The Sudan and Guinea savanna zones include the northern, drier, two-thirds of the Ghana, where the main economic activities are the production of annual crops (cereals, legumes, and root crops), cotton and livestock. At the beginning of the last century, woodlands were estimated to cover about 9.4 million hectares of the northern savanna zone, supplying mainly wood fuel and a small amount of building poles for local use. While the northern savannas are home to about one third of wildlife species in Ghana, annual bushfires affect 50 percent of the savannas, destroying species of flora and fauna and reducing biodiversity.

As in the high forest of Ghana, forest management in the northern savanna has been plagued with a number of constraints, which have limited rationalization of its potential and threatened its sustainable use over time. The forest and wildlife administrations are weak, with overlapping institutional responsibilities; there is insufficient involvement of communities in the management of the resources, coupled with negligible economic returns to the land and resource owners. There has been a lack of inter-agency coordination in planning and monitoring of natural resource use.

Unlike in neighboring Burkina Faso, unregulated exploitation of the ecosystem to satisfy socio-economic needs has resulted in some losses of biodiversity and severe resource depletion. The survival of indigenous land varieties of important food crops and an increasing number of medicinal plant species are being threatened. Major causes are the expansion of agriculture into these regions, combined with over-grazing, bushfires, and inappropriate crop management. Reports indicate that in Burkina Faso there are full programmes addressing issues of conservation, enhancement and sustainable utilization of land, forest, sudano-savanna woodland and wildlife resources in active collaboration and consultation with rural communities and other rural institutions.
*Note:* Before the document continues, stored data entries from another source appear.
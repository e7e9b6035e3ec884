//! Whole-buffer operations
//!
//! These ignore both the scissor and the blend mode.

use log::debug;

use super::{alloc_pixels, Canvas};
use crate::color::Color;
use crate::error::Result;

impl Canvas {
    /// Overwrite every pixel with `color`
    pub fn fill(&mut self, color: Color) {
        self.pixels.fill(color);
    }

    /// Set the alpha channel of every pixel, leaving RGB alone
    pub fn set_alpha(&mut self, alpha: u8) {
        for px in &mut self.pixels {
            px.a = alpha;
        }
    }

    /// Replace R, G and B with their average; alpha is kept
    pub fn grey(&mut self) {
        for px in &mut self.pixels {
            let avg = ((u16::from(px.r) + u16::from(px.g) + u16::from(px.b)) / 3) as u8;
            px.r = avg;
            px.g = avg;
            px.b = avg;
        }
    }

    /// Replace every pixel exactly equal to `from`, alpha included
    pub fn replace_color(&mut self, from: Color, to: Color) {
        for px in self.pixels.iter_mut().filter(|px| **px == from) {
            *px = to;
        }
    }

    // ========================================================================
    // Flips
    // ========================================================================

    /// Mirror left to right
    pub fn flip_horizontally(&mut self) {
        for row in self.pixels.chunks_exact_mut(self.width as usize) {
            row.reverse();
        }
    }

    /// Mirror top to bottom
    pub fn flip_vertically(&mut self) {
        let w = self.width as usize;
        let h = self.height as usize;
        for top in 0..h / 2 {
            let bottom = h - 1 - top;
            let (upper, lower) = self.pixels.split_at_mut(bottom * w);
            upper[top * w..(top + 1) * w].swap_with_slice(&mut lower[..w]);
        }
    }

    // ========================================================================
    // Rotation
    // ========================================================================

    /// Rotate 90 degrees clockwise. Width and height swap and the scissor
    /// resets to the whole canvas.
    pub fn rotate_cw(&mut self) -> Result<()> {
        let (w, h) = (self.width as usize, self.height as usize);
        let mut rotated = alloc_pixels(self.pixels.len(), Color::TRANSPARENT)?;

        // (x, y) -> (h - 1 - y, x) in a buffer h wide
        for (y, row) in self.pixels.chunks_exact(w).enumerate() {
            for (x, &px) in row.iter().enumerate() {
                rotated[x * h + (h - 1 - y)] = px;
            }
        }

        debug!("rotated {}x{} canvas clockwise", self.width, self.height);
        self.replace_buffer(rotated, self.height, self.width);
        Ok(())
    }

    /// Rotate 90 degrees counter-clockwise. Width and height swap and the
    /// scissor resets to the whole canvas.
    pub fn rotate_ccw(&mut self) -> Result<()> {
        let (w, h) = (self.width as usize, self.height as usize);
        let mut rotated = alloc_pixels(self.pixels.len(), Color::TRANSPARENT)?;

        // (x, y) -> (y, w - 1 - x) in a buffer h wide
        for (y, row) in self.pixels.chunks_exact(w).enumerate() {
            for (x, &px) in row.iter().enumerate() {
                rotated[(w - 1 - x) * h + y] = px;
            }
        }

        debug!("rotated {}x{} canvas counter-clockwise", self.width, self.height);
        self.replace_buffer(rotated, self.height, self.width);
        Ok(())
    }
}
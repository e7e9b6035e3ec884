//! SDL2 texture upload
//!
//! Canvas bytes are already row-major R, G, B, A, so they go to a streaming
//! `RGBA32` texture unchanged with a pitch of `width * 4`.

use sdl2::pixels::PixelFormatEnum;
use sdl2::render::{Texture, TextureCreator};

use crate::canvas::Canvas;

/// Create a streaming texture sized to `canvas` and upload its pixels
pub fn create_texture<'a, T>(
    creator: &'a TextureCreator<T>,
    canvas: &Canvas,
) -> Result<Texture<'a>, String> {
    let mut texture = creator
        .create_texture_streaming(PixelFormatEnum::RGBA32, canvas.width(), canvas.height())
        .map_err(|e| e.to_string())?;
    upload(&mut texture, canvas)?;
    Ok(texture)
}

/// Copy the canvas into an existing texture of the same size
pub fn upload(texture: &mut Texture, canvas: &Canvas) -> Result<(), String> {
    let query = texture.query();
    if query.width != canvas.width() || query.height != canvas.height() {
        return Err(format!(
            "texture is {}x{}, canvas is {}x{}",
            query.width,
            query.height,
            canvas.width(),
            canvas.height()
        ));
    }

    texture
        .update(None, &canvas.to_rgba_bytes(), canvas.width() as usize * 4)
        .map_err(|e| e.to_string())
}
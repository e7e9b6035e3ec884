//! RGBA pixel type
//!
//! Four 8-bit channels. At API boundaries colors travel as a packed `u32`
//! with red in the most significant byte and alpha in the least.

use serde::{Deserialize, Serialize};

/// One canvas pixel
#[derive(Debug, Clone, Copy, PartialEq, Eq, Hash, Default, Serialize, Deserialize)]
pub struct Color {
    pub r: u8,
    pub g: u8,
    pub b: u8,
    pub a: u8,
}

impl Color {
    pub const TRANSPARENT: Color = Color::new(0, 0, 0, 0);
    pub const BLACK: Color = Color::new(0, 0, 0, 255);
    pub const WHITE: Color = Color::new(255, 255, 255, 255);

    #[inline]
    pub const fn new(r: u8, g: u8, b: u8, a: u8) -> Self {
        Self { r, g, b, a }
    }

    /// Fully opaque color
    #[inline]
    pub const fn rgb(r: u8, g: u8, b: u8) -> Self {
        Self::new(r, g, b, 255)
    }

    /// Decode the packed `0xRRGGBBAA` form
    #[inline]
    pub const fn from_packed(packed: u32) -> Self {
        Self {
            r: (packed >> 24) as u8,
            g: (packed >> 16) as u8,
            b: (packed >> 8) as u8,
            a: packed as u8,
        }
    }

    /// Encode as packed `0xRRGGBBAA`
    #[inline]
    pub const fn to_packed(self) -> u32 {
        ((self.r as u32) << 24) | ((self.g as u32) << 16) | ((self.b as u32) << 8) | self.a as u32
    }

    /// Channels in memory order, as handed to encoders and texture upload
    #[inline]
    pub const fn to_bytes(self) -> [u8; 4] {
        [self.r, self.g, self.b, self.a]
    }

    #[inline]
    pub const fn from_bytes(bytes: [u8; 4]) -> Self {
        Self::new(bytes[0], bytes[1], bytes[2], bytes[3])
    }

    /// Same color with a different alpha
    #[inline]
    pub const fn with_alpha(self, a: u8) -> Self {
        Self { a, ..self }
    }
}

impl From<u32> for Color {
    fn from(packed: u32) -> Self {
        Self::from_packed(packed)
    }
}

impl From<Color> for u32 {
    fn from(color: Color) -> Self {
        color.to_packed()
    }
}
The savanna zones are also under tremendous pressure from growing human and livestock populations, agricultural expansion, inappropriate farming practices, woodland degradation, bush fires, and introduction of new crop varieties that are replacing indigenous varieties. Land degradation associated with loss of vegetation and inappropriate farming practices is a serious problem and is identified in the Ghana National Environmental Action Plan (NEAP) as one of the major environmental issues in Ghana.

Local communities and traditional authorities own all forest and savanna woodland reserves in Ghana and the government’s role is to manage these resources in trust for the people. The key issues in natural resource management in Ghana are land and forest degradation and loss of flora and fauna biodiversity. These result from unsustainable harvesting levels in both the high forest (timber extraction) and savanna zones (poles/wood fuel and medicinal plants) and unsustainable land use practices especially crop farming and livestock grazing.

2. The Conceptual Discussions

Fulani (Fulbe) herdsmen are often accused of being primary agents of desertification in the Sudan-Sahelian zones of West Africa [1] (Bourliere, 1983; Scholes and Walker, 1993). As an increasing number of pastoralists migrate towards the southern savanna region, it is widely assumed that their pastoral activities will reduce forest cover through overgrazing and uncontrolled burning. There are alternative images of the environmental impact of savanna pastoralists by arguing that their herd and range management practices result, in the long term, in the expansion of tree cover [2] (Cline-Cole and Madge, 2000; Bassett and Boutrias, 2000). The contradictions are largely due to flawed models of land degradation in semi-arid areas to wetter savannas [3] (Fairhead and Leach, 1994; 1996). It is worth noting that Silvopasturism is an age old practice that has existed with indigenous African Communities for centuries. It is common practice to put herds of cattle into forest reserves to reduce biomass to reduce bushfires, open up reserves for better production of timber, and enhance silviculture [4] (Walters-Bayer et al., 1986).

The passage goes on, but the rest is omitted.